Juarma me miraba como si ya supiera el final.
—En septiembre fuimos a una casa rural. El mejor fin de semana del verano. Salimos por Llanes. Amanecimos en la calle. Luego nos acostamos sin dormir.
Rodri se inclinó.
—¿Y luego?
—Luego nada. Se acabó su contrato. Cogió las cosas y se largó. Me mandó un mensaje corto. No éramos nada. Así de frío. Fin.
Vanesa bajó el chupito, lento.
—¿Y te rompió? —preguntó Tono.
—No. Eso no. Me jodió la forma. Lo brusco. Yo aún estaba allí y ella ya había reseteado. Como si fuese cuestión de chasquear los dedos. Pensé que me iba a quedar hecho polvo. Pero al día siguiente lo pensé y lo vi claro: no la quería a ella. Quería lo que habíamos sido. Quería un recuerdo. Algo que ya no existía. Ninguno de los dos era el mismo. De una forma u otra, habíamos cambiado.
Nadie dijo nada. El camarero pasó de nuevo.
—Ya no más bebida —dijo—. Vamos a cerrar.
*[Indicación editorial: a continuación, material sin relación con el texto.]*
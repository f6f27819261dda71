//! Framework-neutral WASM <-> JavaScript bridge for the scheduling engine.
//!
//! Records cross the boundary as plain JS objects in the wire shape
//! (camelCase keys, ISO-8601 strings); results come back the same way.

use chrono::{DateTime, Utc};
use schedule_core::{ExpansionConfig, ScheduleError};
use serde::{Deserialize, Serialize};
use serde_wasm_bindgen::from_value;
use wasm_bindgen::prelude::*;

#[derive(Deserialize)]
#[serde(rename_all = "camelCase")]
struct JsExpansionConfig {
    #[serde(default)]
    safety_cap: Option<usize>,
    #[serde(default)]
    scan_limit: Option<u32>,
    #[serde(default)]
    next_appointment_horizon_months: Option<u32>,
}

impl From<JsExpansionConfig> for ExpansionConfig {
    fn from(cfg: JsExpansionConfig) -> Self {
        let mut base = ExpansionConfig::default();
        if let Some(cap) = cfg.safety_cap {
            base.safety_cap = cap;
        }
        if let Some(limit) = cfg.scan_limit {
            base.scan_limit = limit;
        }
        if let Some(months) = cfg.next_appointment_horizon_months {
            base.next_appointment_horizon_months = months;
        }
        base
    }
}

/// Occurrences of one recurrence rule in the inclusive window `[from, to]`.
#[wasm_bindgen(js_name = expand)]
pub fn expand_rule(
    rule: JsValue,
    from: &str,
    to: &str,
    config: Option<JsValue>,
) -> Result<JsValue, JsValue> {
    init();
    let rule = schedule_store::parse_rule_value(&read_json(rule, "rule")?)
        .map_err(|err| JsValue::from_str(&format_schedule_error(err)))?;
    let (from, to) = read_window(from, to)?;
    let cfg = read_config(config)?;

    write_json(&schedule_core::expand_with(&rule, from, to, &cfg))
}

/// Merged appointments of one patient record in the inclusive window.
#[wasm_bindgen(js_name = occurrencesForPatient)]
pub fn occurrences_for_patient(
    patient: JsValue,
    from: &str,
    to: &str,
    config: Option<JsValue>,
) -> Result<JsValue, JsValue> {
    init();
    let patient = schedule_store::parse_patient_value(&read_json(patient, "patient")?)
        .map_err(|err| JsValue::from_str(&format_schedule_error(err)))?;
    let (from, to) = read_window(from, to)?;
    let cfg = read_config(config)?;

    write_json(&schedule_core::occurrences_for_patient_with(
        &patient, from, to, &cfg,
    ))
}

/// The patient's next appointment at or after `now`, or `null`.
#[wasm_bindgen(js_name = nextAppointment)]
pub fn next_appointment(
    patient: JsValue,
    now: &str,
    config: Option<JsValue>,
) -> Result<JsValue, JsValue> {
    init();
    let patient = schedule_store::parse_patient_value(&read_json(patient, "patient")?)
        .map_err(|err| JsValue::from_str(&format_schedule_error(err)))?;
    let now = read_instant(now)?;
    let cfg = read_config(config)?;

    write_json(&schedule_core::next_appointment(&patient, now, &cfg))
}

/// Render a rule as RFC 5545 `RRULE` text.
#[wasm_bindgen(js_name = toRrule)]
pub fn to_rrule(rule: JsValue) -> Result<String, JsValue> {
    init();
    schedule_store::parse_rule_value(&read_json(rule, "rule")?)
        .map(|rule| rule.rrule_string())
        .map_err(|err| JsValue::from_str(&format_schedule_error(err)))
}

fn init() {
    #[cfg(target_arch = "wasm32")]
    console_error_panic_hook::set_once();
}

fn read_json(value: JsValue, what: &str) -> Result<serde_json::Value, JsValue> {
    from_value::<serde_json::Value>(value)
        .map_err(|err| JsValue::from_str(&format!("cannot read {what}: {err}")))
}

fn read_config(config: Option<JsValue>) -> Result<ExpansionConfig, JsValue> {
    match config {
        Some(js_cfg) if !js_cfg.is_undefined() && !js_cfg.is_null() => {
            let cfg: JsExpansionConfig = from_value(js_cfg)
                .map_err(|err| JsValue::from_str(&format!("cannot read config: {err}")))?;
            Ok(ExpansionConfig::from(cfg))
        }
        _ => Ok(ExpansionConfig::default()),
    }
}

fn read_window(from: &str, to: &str) -> Result<(DateTime<Utc>, DateTime<Utc>), JsValue> {
    schedule_store::parse_window(from, to)
        .map_err(|err| JsValue::from_str(&format_schedule_error(err.into())))
}

fn read_instant(value: &str) -> Result<DateTime<Utc>, JsValue> {
    schedule_store::parse_instant(value)
        .map_err(|err| JsValue::from_str(&format_schedule_error(err.into())))
}

fn write_json<T: Serialize>(value: &T) -> Result<JsValue, JsValue> {
    // Plain objects instead of JS `Map`s, so callers can read fields directly.
    let serializer = serde_wasm_bindgen::Serializer::json_compatible();
    value
        .serialize(&serializer)
        .map_err(|err| JsValue::from_str(&format!("cannot serialize result: {err}")))
}

fn format_schedule_error(err: ScheduleError) -> String {
    format!("Schedule error: {err}")
}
Pagamos sin hablar. Cada uno dejó billetes sin contarlos. Tono me miró unos segundos más de lo normal, como si mi historia hubiese desplazado una piedra pequeña, una que llevaba tiempo ahí, atascando algo. Rodri me dio la mano con más fuerza.
—Joder, tío —dijo—. Nunca lo había pensado así.
Jesús guardó el móvil y me abrazó. No me lo esperaba. Vanesa me apretó el hombro, con una sonrisa rara, como de pena por algo que ni ella sabía nombrar.
Hasta la chica de la librería me dijo:
—Tiene sentido.
Solo eso: tiene sentido.
Nos despedimos. Ellos se fueron por la derecha, mirando atrás de vez en cuando. Hablaban más bajo que antes.
Yo me quedé quieto. La persiana de la pizzería bajó chirriando como si le costara llegar al suelo.
Y pensé —no sé por qué— lo fácil que desaparece la gente, incluso cuando está delante, incluso cuando te mira. Cómo se desvanecen sin hacer ruido, como si siempre hubieran estado a punto de irse.
Luego me vi reflejado en el cristal, deformado por la luz de la farola. Y entendí, sin querer, que sí estaba jodido. Que mi historia no había engañado a nadie.
Por fin miré al suelo. Había una servilleta arrugada que el viento empujaba hacia la esquina. La seguí con la vista un momento. Eché a andar en esa dirección.